- Born: June 14, 1914
- Died: April 29, 2001 (aged 86)
- Citizenship: United States of America
- Occupation: Writer
- Years active: 1954–2001
- Notable work: Breaking Point (1963 TV series); Crossroads (1955 TV series); Navy Log;
- Awards: Emmy

= Allan Sloane =

American screenwriter (1914–2001)

Allan Everett Sloane (June 14, 1914 – April 29, 2001) was an Emmy and Peabody Award winning American writer for radio and television who, over much of his career, explored the circumstances of people with special needs. He was significantly affected by the Hollywood blacklist.

==Early life==

He was born to Benjamin and Rachel Wisansky Silverman in New York City and grew up in New Jersey. After completing college in 1936, he became a newspaper journalist, writing for the Cape Cod Colonial, Parade, and the Philadelphia Bulletin.

Prior to serving in the United States Army during World War II, Sloane began writing scripts for radio, including service-action shows like The Man Behind the Gun (for which he dramatized the Allied landing on Sicily the day after the invasion, winning a 1943 Peabody Award), Top Secret, and Indictment. Sloane also wrote scripts for United Nations Radio, World Health Assembly, and the United Jewish Appeal after the war, focusing on displaced persons in Europe. He and his wife wrote "The Yamina Solyska Story", to document Nazi kidnapping of Polish children who were transfused with "Nordic" blood and fostered by Germans.

==Blacklisted==

Sloane was among the 151 entertainment and journalism professionals who the right-wing booklet Red Channels implied were supporting Communist causes; he was blacklisted by CBS in November 1952, which effectively denied him any further radio script-work. Sloane appeared as a voluntary "friendly witness" for the House Un-American Activities Committee on January 13, 1954. For several decades thereafter, he used the pseudonym Ellison Carroll to avoid blacklist-related publicity.
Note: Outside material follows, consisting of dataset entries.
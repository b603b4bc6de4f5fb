//! Record store for members and teams.
//!
//! Handlers consume the store through the [`Store`] trait; the bot ships with
//! an in-memory implementation. A durable backend would slot in behind the
//! same trait without touching the command engine.

use std::collections::{BTreeMap, HashMap};

use parking_lot::RwLock;
use thiserror::Error;

use crate::cmd::HandlerError;
use crate::model::{Member, Team};

/// Store failures, all with user-presentable messages.
#[derive(Debug, Error, Clone, PartialEq, Eq)]
pub enum StoreError {
    #[error("member {0} does not exist")]
    MemberNotFound(String),

    #[error("team \"{0}\" does not exist")]
    TeamNotFound(String),

    #[error("team \"{0}\" already exists")]
    TeamExists(String),

    #[error("member {member} is not on team \"{team}\"")]
    NotOnTeam { member: String, team: String },
}

impl From<StoreError> for HandlerError {
    fn from(err: StoreError) -> Self {
        Self::Failed(err.to_string())
    }
}

/// CRUD surface for member and team records.
pub trait Store: Send + Sync {
    /// Fetch a member, creating a fresh record if the id is unknown.
    fn ensure_member(&self, id: &str) -> Member;

    /// Fetch a member by platform id.
    fn member(&self, id: &str) -> Result<Member, StoreError>;

    /// Replace a member's record. The member must already exist.
    fn update_member(&self, member: &Member) -> Result<(), StoreError>;

    /// Set or clear a member's admin flag, creating the record if needed.
    fn set_admin(&self, id: &str, is_admin: bool) -> Member;

    /// Create a team with the given name.
    fn create_team(&self, name: &str) -> Result<Team, StoreError>;

    /// Delete a team and all its memberships.
    fn delete_team(&self, name: &str) -> Result<(), StoreError>;

    /// Fetch a team by name.
    fn team(&self, name: &str) -> Result<Team, StoreError>;

    /// All teams in name order.
    fn teams(&self) -> Vec<Team>;

    /// All members holding the admin flag, in id order.
    fn admins(&self) -> Vec<Member>;

    /// Add a member to a team. The member record is created if unknown.
    fn add_to_team(&self, team: &str, member_id: &str) -> Result<(), StoreError>;

    /// Remove a member from a team.
    fn remove_from_team(&self, team: &str, member_id: &str) -> Result<(), StoreError>;
}

#[derive(Default)]
struct Inner {
    members: HashMap<String, Member>,
    teams: BTreeMap<String, Team>,
}

/// In-memory [`Store`] backed by a read-write lock.
#[derive(Default)]
pub struct MemoryStore {
    inner: RwLock<Inner>,
}

impl MemoryStore {
    pub fn new() -> Self {
        Self::default()
    }
}

impl Store for MemoryStore {
    fn ensure_member(&self, id: &str) -> Member {
        let mut inner = self.inner.write();
        inner
            .members
            .entry(id.to_string())
            .or_insert_with(|| Member::new(id))
            .clone()
    }

    fn member(&self, id: &str) -> Result<Member, StoreError> {
        self.inner
            .read()
            .members
            .get(id)
            .cloned()
            .ok_or_else(|| StoreError::MemberNotFound(crate::cmd::util::to_mention(id)))
    }

    fn update_member(&self, member: &Member) -> Result<(), StoreError> {
        let mut inner = self.inner.write();
        match inner.members.get_mut(&member.id) {
            Some(existing) => {
                *existing = member.clone();
                Ok(())
            }
            None => Err(StoreError::MemberNotFound(crate::cmd::util::to_mention(
                &member.id,
            ))),
        }
    }

    fn set_admin(&self, id: &str, is_admin: bool) -> Member {
        let mut inner = self.inner.write();
        let member = inner
            .members
            .entry(id.to_string())
            .or_insert_with(|| Member::new(id));
        member.is_admin = is_admin;
        member.clone()
    }

    fn create_team(&self, name: &str) -> Result<Team, StoreError> {
        let mut inner = self.inner.write();
        if inner.teams.contains_key(name) {
            return Err(StoreError::TeamExists(name.to_string()));
        }
        let team = Team::new(name);
        inner.teams.insert(name.to_string(), team.clone());
        Ok(team)
    }

    fn delete_team(&self, name: &str) -> Result<(), StoreError> {
        let mut inner = self.inner.write();
        inner
            .teams
            .remove(name)
            .map(|_| ())
            .ok_or_else(|| StoreError::TeamNotFound(name.to_string()))
    }

    fn team(&self, name: &str) -> Result<Team, StoreError> {
        self.inner
            .read()
            .teams
            .get(name)
            .cloned()
            .ok_or_else(|| StoreError::TeamNotFound(name.to_string()))
    }

    fn teams(&self) -> Vec<Team> {
        self.inner.read().teams.values().cloned().collect()
    }

    fn admins(&self) -> Vec<Member> {
        let inner = self.inner.read();
        let mut admins: Vec<Member> = inner
            .members
            .values()
            .filter(|m| m.is_admin)
            .cloned()
            .collect();
        admins.sort_by(|a, b| a.id.cmp(&b.id));
        admins
    }

    fn add_to_team(&self, team: &str, member_id: &str) -> Result<(), StoreError> {
        let mut inner = self.inner.write();
        if !inner.members.contains_key(member_id) {
            inner
                .members
                .insert(member_id.to_string(), Member::new(member_id));
        }
        let team = inner
            .teams
            .get_mut(team)
            .ok_or_else(|| StoreError::TeamNotFound(team.to_string()))?;
        team.members.insert(member_id.to_string());
        Ok(())
    }

    fn remove_from_team(&self, team_name: &str, member_id: &str) -> Result<(), StoreError> {
        let mut inner = self.inner.write();
        let team = inner
            .teams
            .get_mut(team_name)
            .ok_or_else(|| StoreError::TeamNotFound(team_name.to_string()))?;
        if !team.members.remove(member_id) {
            return Err(StoreError::NotOnTeam {
                member: crate::cmd::util::to_mention(member_id),
                team: team_name.to_string(),
            });
        }
        Ok(())
    }
}

#[cfg(test)]
mod tests {
    use super::*;

    #[test]
    fn ensure_member_is_an_upsert() {
        let store = MemoryStore::new();
        let first = store.ensure_member("U1");
        let again = store.ensure_member("U1");
        assert_eq!(first, again);
    }

    #[test]
    fn update_member_requires_existing_record() {
        let store = MemoryStore::new();
        let missing = Member::new("U9");
        assert!(matches!(
            store.update_member(&missing),
            Err(StoreError::MemberNotFound(_))
        ));

        let mut member = store.ensure_member("U1");
        member.name = "A Guy".to_string();
        store.update_member(&member).unwrap();
        assert_eq!(store.member("U1").unwrap().name, "A Guy");
    }

    #[test]
    fn team_lifecycle() {
        let store = MemoryStore::new();
        store.create_team("platform").unwrap();
        assert!(matches!(
            store.create_team("platform"),
            Err(StoreError::TeamExists(_))
        ));

        store.add_to_team("platform", "U1").unwrap();
        assert!(store.team("platform").unwrap().members.contains("U1"));

        store.remove_from_team("platform", "U1").unwrap();
        assert!(matches!(
            store.remove_from_team("platform", "U1"),
            Err(StoreError::NotOnTeam { .. })
        ));

        store.delete_team("platform").unwrap();
        assert!(matches!(
            store.team("platform"),
            Err(StoreError::TeamNotFound(_))
        ));
    }

    #[test]
    fn admins_lists_flagged_members_in_id_order() {
        let store = MemoryStore::new();
        store.ensure_member("U1");
        store.set_admin("U3", true);
        store.set_admin("U2", true);
        let ids: Vec<String> = store.admins().into_iter().map(|m| m.id).collect();
        assert_eq!(ids, vec!["U2", "U3"]);

        store.set_admin("U3", false);
        let ids: Vec<String> = store.admins().into_iter().map(|m| m.id).collect();
        assert_eq!(ids, vec!["U2"]);
    }

    #[test]
    fn teams_enumerate_in_name_order() {
        let store = MemoryStore::new();
        store.create_team("web").unwrap();
        store.create_team("android").unwrap();
        let names: Vec<String> = store.teams().into_iter().map(|t| t.name).collect();
        assert_eq!(names, vec!["android", "web"]);
    }
}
His early radio work with actor/director Irving Pichel led to work (initially as a researcher, then as a writer) for the 1953 film Martin Luther, for which he shared a nomination for the 1954 Writers' Guild Best American Drama with writer/director Lothar Wolff.

==Television writer==

He began writing episodes for television series in 1954–55, among them Crossroads and Navy Log. He is credited with creating the 1966 series Hawk, which featured Burt Reynolds as the title character, as well as guest appearances by Gene Hackman, Robert Duvall, and Diane Baker.

During the 1960s, he was well-enough considered to be asked to write the TV adaptation of Johnny Belinda, as well as scripts for TV theatre. Much of Sloane's later writing was long-form shows (1+ hours) dealing with the situations of special individuals, including autism (And James Was A Very Small Snail), Down syndrome (This Is My Son, and Emily, Emily), displaced persons (Eleven Memory Street), gifted children (Sit Down and Shut Up, or Get Out), and sickle cell anemia (To All My Friends On Shore).

==Recognition==

Under his pseudonym Ellison Carroll, he was nominated for an Emmy for his 1963 Breaking Point screenplay And James Was A Very Small Snail; and again in 1969 for the Hallmark Hall of Fame (episode 81) Teacher, Teacher. In 1972, he won the Emmy for Outstanding Writing Achievement in Drama (Original Teleplay) with To All My Friends on Shore.

His papers are held in the Hargrett Library at the University of Georgia. Recordings of a number of his radio shows, and some lectures are maintained in the Walter J. Brown Media Archives and Peabody Collection, also at the University of Georgia.

==Personal life==

After World War II, Sloane lived on Long Island and commuted to New York City, although he shared a small apartment in Manhattan with fellow-writer Alvin Boretz). He soon moved his family to New Canaan, Connecticut, where he lived for much of his professional life. He and his wife Elouise had three sons, one of whom was autistic.